Рейн честно глядел на языки пламени, но ничего не видел. Было уже поздно, долгая дорога по Плач-Холмам утомила путников. Мидир давно лёг спать, Сатин взяла свою суму и отошла в тёмный угол комнаты — наверное, молилась перед сном или что-то в этом роде. Юноша и сам не заметил, как задремал прямо на полу, согретый теплом камина. Теперь он чувствовал себя почти счастливым. Глаза слипались, и по привычке Рейн мысленно подвёл итоги дня, чтобы поскорее уснуть. Их отряд сейчас в безопасности. Припасов хватает. Он первый раз познал всю сладость Иеромагии. И его флейта, похоже, приглянулась огнепоклоннице. Так хорошо…

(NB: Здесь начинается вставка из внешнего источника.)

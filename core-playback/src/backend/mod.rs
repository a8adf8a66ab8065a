//! # Playback Backends
//!
//! A backend executes audio playback for one track at a time. Three variants
//! exist:
//!
//! - [`LocalBackend`] plays downloaded (or still downloading) files through
//!   the host [`Player`](bridge_traits::Player) primitive, with gapless
//!   handoff to a second player.
//! - [`JukeboxBackend`] drives a server-side player; no audio reaches the client.
//! - [`StreamingBackend`] hands URIs of an external streaming service to its SDK.
//!
//! ## Selection
//!
//! [`BackendSelector`] evaluates [`PlaybackBackend::can_play`] in fixed
//! priority order (jukebox, streaming, local) and uses the first backend that
//! accepts the track. The backend can therefore change from one track to the
//! next within a single queue.

mod jukebox;
mod local;
mod streaming;

pub use jukebox::JukeboxBackend;
pub use local::{LocalBackend, PlayerRole};
pub use streaming::StreamingBackend;

use crate::error::Result;
use crate::state::PlayerState;
use async_trait::async_trait;
use core_download::TrackFetchEntry;
use std::fmt;
use std::sync::Arc;

/// Which backend variant is handling a track.
#[derive(Debug, Clone, Copy, PartialEq, Eq, Hash)]
pub enum BackendKind {
    Local,
    Jukebox,
    Streaming,
}

impl fmt::Display for BackendKind {
    fn fmt(&self, f: &mut fmt::Formatter<'_>) -> fmt::Result {
        f.write_str(match self {
            BackendKind::Local => "local",
            BackendKind::Jukebox => "jukebox",
            BackendKind::Streaming => "streaming",
        })
    }
}

/// Parameters of a `play` call.
#[derive(Debug, Clone, Copy, PartialEq, Eq)]
pub struct PlayRequest {
    /// Index of the track in the main queue.
    pub index: usize,
    pub position_ms: u64,
    /// Start playing once prepared; otherwise stay paused.
    pub auto_start: bool,
}

impl PlayRequest {
    pub fn new(index: usize) -> Self {
        Self {
            index,
            position_ms: 0,
            auto_start: true,
        }
    }

    pub fn at(mut self, position_ms: u64) -> Self {
        self.position_ms = position_ms;
        self
    }

    pub fn paused(mut self) -> Self {
        self.auto_start = false;
        self
    }
}

/// How a `play` call ended.
#[derive(Debug, Clone, Copy, PartialEq, Eq)]
pub enum PlayOutcome {
    Started,
    /// Prepared and positioned but not started.
    Paused,
    /// Not enough of the file is on disk yet; retry once more has arrived.
    Buffering,
}

/// Executes playback of one track.
#[async_trait]
pub trait PlaybackBackend: Send + Sync {
    fn kind(&self) -> BackendKind;

    /// One-time setup (SDK sessions, player allocation).
    async fn init(&self) -> Result<()> {
        Ok(())
    }

    /// Whether this backend accepts `entry`.
    fn can_play(&self, entry: &TrackFetchEntry) -> bool;

    /// Whether tracks played here need to be fetched to local storage.
    fn can_download(&self) -> bool;

    async fn play(&self, entry: &Arc<TrackFetchEntry>, request: PlayRequest) -> Result<PlayOutcome>;

    /// Resume a previously saved session at `request.position_ms`.
    async fn restore(&self, entry: &Arc<TrackFetchEntry>, request: PlayRequest) -> Result<PlayOutcome> {
        self.play(entry, request).await
    }

    async fn pause(&self) -> Result<()>;

    async fn start(&self) -> Result<()>;

    async fn stop(&self) -> Result<()>;

    async fn seek(&self, index: usize, position_ms: u64) -> Result<()>;

    async fn position_ms(&self) -> Result<u64>;

    /// Duration reported by the backend, if it knows one.
    async fn duration_ms(&self) -> Result<Option<u64>>;

    async fn set_volume(&self, volume: f32) -> Result<()>;

    /// Return to an idle state, keeping resources for reuse.
    async fn reset(&self) -> Result<()>;

    /// Release all resources.
    async fn destroy(&self) -> Result<()>;

    /// Pre-stage `entry` as the successor for a gapless handoff.
    async fn setup_next(&self, _entry: &Arc<TrackFetchEntry>) -> Result<bool> {
        Ok(false)
    }

    /// Promote the pre-staged successor to the active slot.
    ///
    /// Returns `false` when nothing was staged.
    async fn advance_to_next(&self) -> Result<bool> {
        Ok(false)
    }

    /// Drop any pre-staged successor.
    async fn clear_next(&self) -> Result<()> {
        Ok(())
    }

    /// Whether the active player reads a file that is still being written.
    ///
    /// Only such a player can run out of data before the real end of the track.
    fn playing_partial(&self) -> bool {
        false
    }

    fn notify_state_change(&self, _state: PlayerState) {}
}

/// Priority-ordered backend chain.
#[derive(Clone)]
pub struct BackendSelector {
    chain: Vec<Arc<dyn PlaybackBackend>>,
    fallback: Arc<dyn PlaybackBackend>,
}

impl BackendSelector {
    /// Chain that always falls back to `fallback`.
    pub fn new(fallback: Arc<dyn PlaybackBackend>) -> Self {
        Self {
            chain: Vec::new(),
            fallback,
        }
    }

    /// Append a backend with lower priority than those already added.
    pub fn with_backend(mut self, backend: Arc<dyn PlaybackBackend>) -> Self {
        self.chain.push(backend);
        self
    }

    /// First backend in priority order that accepts `entry`.
    pub fn select(&self, entry: &TrackFetchEntry) -> Arc<dyn PlaybackBackend> {
        self.chain
            .iter()
            .find(|b| b.can_play(entry))
            .cloned()
            .unwrap_or_else(|| Arc::clone(&self.fallback))
    }

    pub fn backends(&self) -> impl Iterator<Item = &Arc<dyn PlaybackBackend>> {
        self.chain.iter().chain(std::iter::once(&self.fallback))
    }
}

impl fmt::Debug for BackendSelector {
    fn fmt(&self, f: &mut fmt::Formatter<'_>) -> fmt::Result {
        f.debug_list()
            .entries(self.backends().map(|b| b.kind()))
            .finish()
    }
}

В наступившей тишине внезапно раздался громкий, похожий на гром звук. Кто-то настойчиво стучал в дверь Дома Конна.
Рейн вскочил с кровати и глянул в окно.
На дворе стояла тёмная, безлунная ночь.
Глава девятая. За дверью
Ни один Непрощённый не имеет последователей в наше время — ни один, не считая Хозяина Пепла. Если Несущий Ложь привлекает любителей карточной игры, то поклоняющиеся Хозяину надеются обрести вечную жизнь после гибели мира — приём, типичный для большинства тайных обществ и сект. В авестийских летописях последователи Хозяина названы целым рядом эпитетов: "избранные", "светлые братья", "верные". Очевидно, с этим Непрощённым связан перенос душ. Мог ли он в своё время повлиять на Мосты? Дать жизнь чудовищам, которые крадут жизнь во снах? Я всё больше убеждаюсь в том, что Непрощённые — не просто легенда или часть фольклора. Их внешность, их особенности, их история — всё это кажется мне чем-то слишком значительным, слишком… настоящим.